Unterhalt für Trennungskinder: Giffey will Väter besserstellen
Die Familienministerin will die Unterhaltsfrage neu angehen. Die aktuelle Regelung sei unzeitgemäß und bilde vielfach die Realität nicht mehr ab.
Aus Giffeys Sicht ist es eine gute Sache, dass nach Trennungen immer mehr Väter weiter die Erziehungsverantwortung tragen wollten. „Wir brauchen deshalb sowohl eine Reform des Sorge- und Umgangsrechts als auch Änderungen im Unterhaltsrecht, die möglichst viel Flexibilität für verschiedene Betreuungsmodelle lassen.“ Der Staat könne dafür aber keine allgemeinverbindliche Lösung vorschreiben, sagte Giffey.
Sie sprach sich insbesondere gegen Forderungen der FDP nach einem sogenannten Wechselmodell für Trennungskinder aus, bei dem diese zum Beispiel eine Woche bei der Mutter und eine Woche beim Vater wohnen.
Nach einer Trennung der Eltern leistet der Elternteil, bei dem das Kind lebt, seinen Beitrag zum Unterhalt meistens durch Pflege, Betreuung und Erziehung, wie es auf der Seite des Familienministeriums heißt. Der andere Elternteil müsse dann seinen Beitrag „normalerweise dadurch leisten, dass er regelmäßig einen Geldbetrag zahlt“. Richtlinie für die Höhe des Unterhaltsanspruchs ist die sogenannte Düsseldorfer Tabelle, die nach Nettoeinkommen und Alter der Kinder differenziert.

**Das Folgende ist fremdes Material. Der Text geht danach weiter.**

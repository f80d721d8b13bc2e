//! AnchorMarks Bookmark Interchange
//!
//! Reads and writes the Netscape Bookmark File format that every browser
//! exports. The format has no grammar; exporters nest folder bodies in
//! different places and leave tags unclosed. Parsing is therefore total:
//! malformed input gives partial or empty output, never an error.
//!
//! - Import: [`import_html`] / [`import_bytes`] → [`ParsedImport`]
//! - Export: [`export_html`]

mod error;
mod export;
mod extract;
mod model;
mod resolver;
mod scanner;
mod strategy;
mod strict;
mod tags;
mod tolerant;

pub use error::InterchangeError;
pub use export::{export_html, EmptyFolderPolicy, ExportLayout, ExportOptions};
pub use extract::{attr_value, bookmark_from_parts, extract_anchor, is_skipped_url, SKIPPED_SCHEMES};
pub use model::{FolderId, ParsedBookmark, ParsedFolder, ParsedImport};
pub use resolver::{FolderResolver, FolderStyle, ImportBuilder};
pub use scanner::{find_matching_close, find_open_tag, Cursor, DlIndex};
pub use strategy::{
    import_bytes, import_html, ImportOptions, ParseStrategy, StrategyKind, StrategyPolicy,
    DEFAULT_MAX_DEPTH, MAX_DEPTH_CEILING,
};
pub use strict::StrictScanner;
pub use tags::{normalize_tags, TagSet};
pub use tolerant::{DlSearchOrder, DlSearchRule, TolerantTree};

pub type Result<T> = std::result::Result<T, InterchangeError>;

Sie ist jedoch für die Gerichte nicht bindend – mit Blick auf die Umstände des Einzelfalls kann dem Justizministerium zufolge davon abgewichen werden.

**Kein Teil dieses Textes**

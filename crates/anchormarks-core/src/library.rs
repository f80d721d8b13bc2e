//! Library facade
//!
//! Owns the configuration and the bookmark store. Import parses first and
//! only then writes, so the store never sees a half-parsed file.

use serde::Serialize;
use std::path::Path;

use anchormarks_interchange::{
    export_html, import_bytes, import_html, ParsedBookmark, ParsedFolder, ParsedImport,
    StrategyKind,
};
use anchormarks_storage::{BookmarkStore, Database};

use crate::config::Config;
use crate::Result;

/// Aggregate outcome of one import, for reporting to the user.
#[derive(Debug, Clone, PartialEq, Eq, Serialize)]
pub struct ImportReport {
    pub strategy: StrategyKind,
    pub parsed_folders: usize,
    pub parsed_bookmarks: usize,
    pub folders_created: usize,
    pub folders_reused: usize,
    pub bookmarks_created: usize,
    pub duplicates_skipped: usize,
}

pub struct Library {
    config: Config,
    store: BookmarkStore,
}

impl Library {
    pub fn open(config: Config) -> Result<Self> {
        if let Some(parent) = config
            .database_path
            .parent()
            .filter(|p| !p.as_os_str().is_empty())
        {
            std::fs::create_dir_all(parent)?;
        }

        let db = Database::open(&config.database_path)?;
        tracing::info!(path = %config.database_path.display(), "Opened bookmark library");

        Ok(Self {
            config,
            store: BookmarkStore::new(db),
        })
    }

    pub fn open_in_memory(config: Config) -> Result<Self> {
        Ok(Self {
            config,
            store: BookmarkStore::new(Database::open_in_memory()?),
        })
    }

    pub fn config(&self) -> &Config {
        &self.config
    }

    /// Parse without touching the store.
    pub fn preview_html(&self, html: &str) -> ParsedImport {
        import_html(html, &self.config.import)
    }

    pub fn import_html(&self, html: &str) -> Result<ImportReport> {
        let parsed = self.preview_html(html);
        self.persist(&parsed)
    }

    pub fn import_file<P: AsRef<Path>>(&self, path: P) -> Result<ImportReport> {
        let path = path.as_ref();
        let bytes = std::fs::read(path)?;
        tracing::debug!(path = %path.display(), size = bytes.len(), "Read bookmark file");

        let parsed = import_bytes(&bytes, &self.config.import)?;
        self.persist(&parsed)
    }

    fn persist(&self, parsed: &ParsedImport) -> Result<ImportReport> {
        let outcome = self.store.persist_import(parsed)?;

        Ok(ImportReport {
            strategy: parsed.strategy,
            parsed_folders: parsed.folders.len(),
            parsed_bookmarks: parsed.bookmarks.len(),
            folders_created: outcome.folders_created,
            folders_reused: outcome.folders_reused,
            bookmarks_created: outcome.bookmarks_created,
            duplicates_skipped: outcome.duplicates_skipped,
        })
    }

    pub fn bookmarks(&self) -> Result<Vec<ParsedBookmark>> {
        Ok(self.store.bookmarks()?)
    }

    pub fn folders(&self) -> Result<Vec<ParsedFolder>> {
        Ok(self.store.folders()?)
    }

    pub fn export_html(&self) -> Result<String> {
        let bookmarks = self.store.bookmarks()?;
        let folders = self.store.folders()?;
        Ok(export_html(&bookmarks, &folders, &self.config.export))
    }

    pub fn export_file<P: AsRef<Path>>(&self, path: P) -> Result<()> {
        let html = self.export_html()?;
        std::fs::write(path.as_ref(), html)?;
        tracing::info!(path = %path.as_ref().display(), "Exported bookmarks");
        Ok(())
    }
}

Das geltende Recht geht vom „Residenzmodell“ aus
Mütter und Väter, die ihre Kinder allein großziehen, leben häufig unter prekären finanziellen Bedingungen. Das Armutsrisiko von Alleinerziehenden liegt weit über dem Bevölkerungsdurchschnitt. Zahlt der andere Elternteil keinen Unterhalt, können Alleinerziehende vom Staat einen Unterhaltsvorschuss bekommen. Nur selten kann dieser vom säumigen Elternteil zurückgeholt werden.
Trennen sich heutzutage Eltern, ist es nicht mehr ausgemacht, dass das Kind bei der Mutter bleibt und der Vater Unterhalt zahlt („Residenzmodell“). Es gibt viele Zwischenlösungen und auch Trennungseltern, die sich die Betreuung des Kindes ungefähr hälftig teilen. Das Problem: Das geltende Recht geht vom „Residenzmodell“ als Leitbild aus.
Der stellvertretende Vorsitzende der Unionsfraktion im Bundestag, Thorsten Frei (CDU), forderte in den Zeitungen der Funke Mediengruppe (Sonntag), das Kindeswohl dürfe bei einer Reform des Unterhaltsrechts nicht vernachlässigt werden. Lösungen, bei denen Konflikte der Eltern auf dem Rücken der Kinder ausgetragen würden, müssten vermieden werden, sagte Frei. Er verwies auf den Koalitionsvertrag: Nach diesem wollten Union und SPD stärker berücksichtigen, dass zumeist „beide Elternteile nach einer Trennung oder Scheidung intensiv die Erziehung ihrer Kinder weiterhin mitgestalten wollen“.
Die stellvertretende FDP-Fraktionsvorsitzende Katja Suding findet das Modell, wonach einer zahlt und der andere betreut, ebenfalls für viele „nicht mehr zeitgemäß“, wie sie den Funke-Zeitungen sagte. Sie forderte aber, es müssten neben dem Unterhaltsrecht auch das Sozialrecht, das Steuerrecht, das Rentenrecht sowie die Regelungen zur rechtlichen Vertretung des Kindes überprüft werden. Anpassungen seien da nötig, „wo individuelle Lösungen von elterlicher Betreuung und Kindesaufenthalt es notwendig machen“.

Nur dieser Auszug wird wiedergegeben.